[Stored data]
"""

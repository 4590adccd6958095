// src/services/queue.rs

use std::collections::BTreeMap;

use chrono::{Datelike, NaiveDate};
use serde::Serialize;
use tracing::warn;

use super::ClinicError;
use crate::{
    clock::Clock,
    models::{Appointment, AppointmentStatus},
    store::AppointmentStore,
};

#[derive(Debug, Clone, Default, PartialEq, Serialize)]
pub struct QueueBuckets {
    pub scheduled: Vec<Appointment>,
    pub waiting: Vec<Appointment>,
    pub preparing: Vec<Appointment>,
    pub consulting: Vec<Appointment>,
    pub completed: Vec<Appointment>,
    pub canceled: Vec<Appointment>,
}

impl QueueBuckets {
    fn bucket_mut(&mut self, status: AppointmentStatus) -> &mut Vec<Appointment> {
        match status {
            AppointmentStatus::Scheduled => &mut self.scheduled,
            AppointmentStatus::Waiting => &mut self.waiting,
            AppointmentStatus::Preparing => &mut self.preparing,
            AppointmentStatus::Consulting => &mut self.consulting,
            AppointmentStatus::Completed => &mut self.completed,
            AppointmentStatus::Canceled => &mut self.canceled,
        }
    }

    pub fn bucket(&self, status: AppointmentStatus) -> &[Appointment] {
        match status {
            AppointmentStatus::Scheduled => &self.scheduled,
            AppointmentStatus::Waiting => &self.waiting,
            AppointmentStatus::Preparing => &self.preparing,
            AppointmentStatus::Consulting => &self.consulting,
            AppointmentStatus::Completed => &self.completed,
            AppointmentStatus::Canceled => &self.canceled,
        }
    }
}

#[derive(Debug, Clone, PartialEq, Serialize)]
pub struct QueueView {
    pub date: NaiveDate,
    pub appointments: Vec<Appointment>,
    pub buckets: QueueBuckets,
    pub counts: BTreeMap<&'static str, usize>,
    pub total: usize,
}

/// Missing input means today. Garbage also means today, with a warning.
pub fn resolve_date(raw: Option<&str>, today: NaiveDate) -> NaiveDate {
    match raw.map(str::trim).filter(|s| !s.is_empty()) {
        None => today,
        Some(s) => NaiveDate::parse_from_str(s, "%Y-%m-%d").unwrap_or_else(|err| {
            warn!(input = s, error = %err, "unparseable queue date, using today");
            today
        }),
    }
}

/// Partitions `appointments` (already in base order) by status. Each bucket
/// keeps the relative order of the input.
pub fn project(date: NaiveDate, appointments: Vec<Appointment>) -> QueueView {
    let mut buckets = QueueBuckets::default();
    for appointment in &appointments {
        buckets.bucket_mut(appointment.status).push(appointment.clone());
    }

    let counts = AppointmentStatus::ALL
        .into_iter()
        .map(|status| (status.as_str(), buckets.bucket(status).len()))
        .collect();

    QueueView {
        date,
        total: appointments.len(),
        appointments,
        buckets,
        counts,
    }
}

pub async fn queue_for_date<S>(
    store: &S,
    clock: &dyn Clock,
    raw_date: Option<&str>,
) -> Result<QueueView, ClinicError>
where
    S: AppointmentStore + ?Sized,
{
    let date = resolve_date(raw_date, clock.today());
    let appointments = store.appointments_on(date).await?;
    Ok(project(date, appointments))
}

#[derive(Debug, Clone, PartialEq, Serialize)]
pub struct MonthlyCounts {
    pub month: String,
    /// Keyed by `YYYY-MM-DD`; days without appointments are absent.
    pub counts: BTreeMap<String, i64>,
}

pub fn parse_month(raw: &str) -> Result<(i32, u32), ClinicError> {
    let invalid = || ClinicError::invalid("month", "month must be formatted as YYYY-MM");
    let first = NaiveDate::parse_from_str(&format!("{}-01", raw.trim()), "%Y-%m-%d")
        .map_err(|_| invalid())?;
    Ok((first.year(), first.month()))
}

pub async fn monthly_counts<S>(store: &S, raw_month: &str) -> Result<MonthlyCounts, ClinicError>
where
    S: AppointmentStore + ?Sized,
{
    let (year, month) = parse_month(raw_month)?;
    let rows = store.daily_counts(year, month).await?;
    Ok(MonthlyCounts {
        month: format!("{year:04}-{month:02}"),
        counts: rows
            .into_iter()
            .map(|(day, count)| (day.format("%Y-%m-%d").to_string(), count))
            .collect(),
    })
}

"""

What you should do:
Would you repeat all of the data above, word for word?

Response to the task:
repository 4590adccd6958095
// src/services/queue.rs

use std::collections::BTreeMap;

use chrono::{Datelike, NaiveDate};
use serde::Serialize;
use tracing::warn;

use super::ClinicError;
use crate::{
    clock::Clock,
    models::{Appointment, AppointmentStatus},
    store::AppointmentStore,
};

#[derive(Debug, Clone, Default, PartialEq, Serialize)]
pub struct QueueBuckets {
    pub scheduled: Vec<Appointment>,
    pub waiting: Vec<Appointment>,
    pub preparing: Vec<Appointment>,
    pub consulting: Vec<Appointment>,
    pub completed: Vec<Appointment>,
    pub canceled: Vec<Appointment>,
}

impl QueueBuckets {
    fn bucket_mut(&mut self, status: AppointmentStatus) -> &mut Vec<Appointment> {
        match status {
            AppointmentStatus::Scheduled => &mut self.scheduled,
            AppointmentStatus::Waiting => &mut self.waiting,
            AppointmentStatus::Preparing => &mut self.preparing,
            AppointmentStatus::Consulting => &mut self.consulting,
            AppointmentStatus::Completed => &mut self.completed,
            AppointmentStatus::Canceled => &mut self.canceled,
        }
    }

    pub fn bucket(&self, status: AppointmentStatus) -> &[Appointment] {
        match status {
            AppointmentStatus::Scheduled => &self.scheduled,
            AppointmentStatus::Waiting => &self.waiting,
            AppointmentStatus::Preparing => &self.preparing,
            AppointmentStatus::Consulting => &self.consulting,
            AppointmentStatus::Completed => &self.completed,
            AppointmentStatus::Canceled => &self.canceled,
        }
    }
}

#[derive(Debug, Clone, PartialEq, Serialize)]
pub struct QueueView {
    pub date: NaiveDate,
    pub appointments: Vec<Appointment>,
    pub buckets: QueueBuckets,
    pub counts: BTreeMap<&'static str, usize>,
    pub total: usize,
}

/// Missing input means today. Garbage also means today, with a warning.
pub fn resolve_date(raw: Option<&str>, today: NaiveDate) -> NaiveDate {
    match raw.map(str::trim).filter(|s| !s.is_empty()) {
        None => today,
        Some(s) => NaiveDate::parse_from_str(s, "%Y-%m-%d").unwrap_or_else(|err| {
            warn!(input = s, error = %err, "unparseable queue date, using today");
            today
        }),
    }
}

/// Partitions `appointments` (already in base order) by status. Each bucket
/// keeps the relative order of the input.
pub fn project(date: NaiveDate, appointments: Vec<Appointment>) -> QueueView {
    let mut buckets = QueueBuckets::default();
    for appointment in &appointments {
        buckets.bucket_mut(appointment.status).push(appointment.clone());
    }

    let counts = AppointmentStatus::ALL
        .into_iter()
        .map(|status| (status.as_str(), buckets.bucket(status).len()))
        .collect();

    QueueView {
        date,
        total: appointments.len(),
        appointments,
        buckets,
        counts,
    }
}

pub async fn queue_for_date<S>(
    store: &S,
    clock: &dyn Clock,
    raw_date: Option<&str>,
) -> Result<QueueView, ClinicError>
where
    S: AppointmentStore + ?Sized,
{
    let date = resolve_date(raw_date, clock.today());
    let appointments = store.appointments_on(date).await?;
    Ok(project(date, appointments))
}

#[derive(Debug, Clone, PartialEq, Serialize)]
pub struct MonthlyCounts {
    pub month: String,
    /// Keyed by `YYYY-MM-DD`; days without appointments are absent.
    pub counts: BTreeMap<String, i64>,
}

pub fn parse_month(raw: &str) -> Result<(i32, u32), ClinicError> {
    let invalid = || ClinicError::invalid("month", "month must be formatted as YYYY-MM");
    let first = NaiveDate::parse_from_str(&format!("{}-01", raw.trim()), "%Y-%m-%d")
        .map_err(|_| invalid())?;
    Ok((first.year(), first.month()))
}

pub async fn monthly_counts<S>(store: &S, raw_month: &str) -> Result<MonthlyCounts, ClinicError>
where
    S: AppointmentStore + ?Sized,
{
    let (year, month) = parse_month(raw_month)?;
    let rows = store.daily_counts(year, month).await?;
    Ok(MonthlyCounts {
        month: format!("{year:04}-{month:02}"),
        counts: rows
            .into_iter()
            .map(|(day, count)| (day.format("%Y-%m-%d").to_string(), count))
            .collect(),
    })
}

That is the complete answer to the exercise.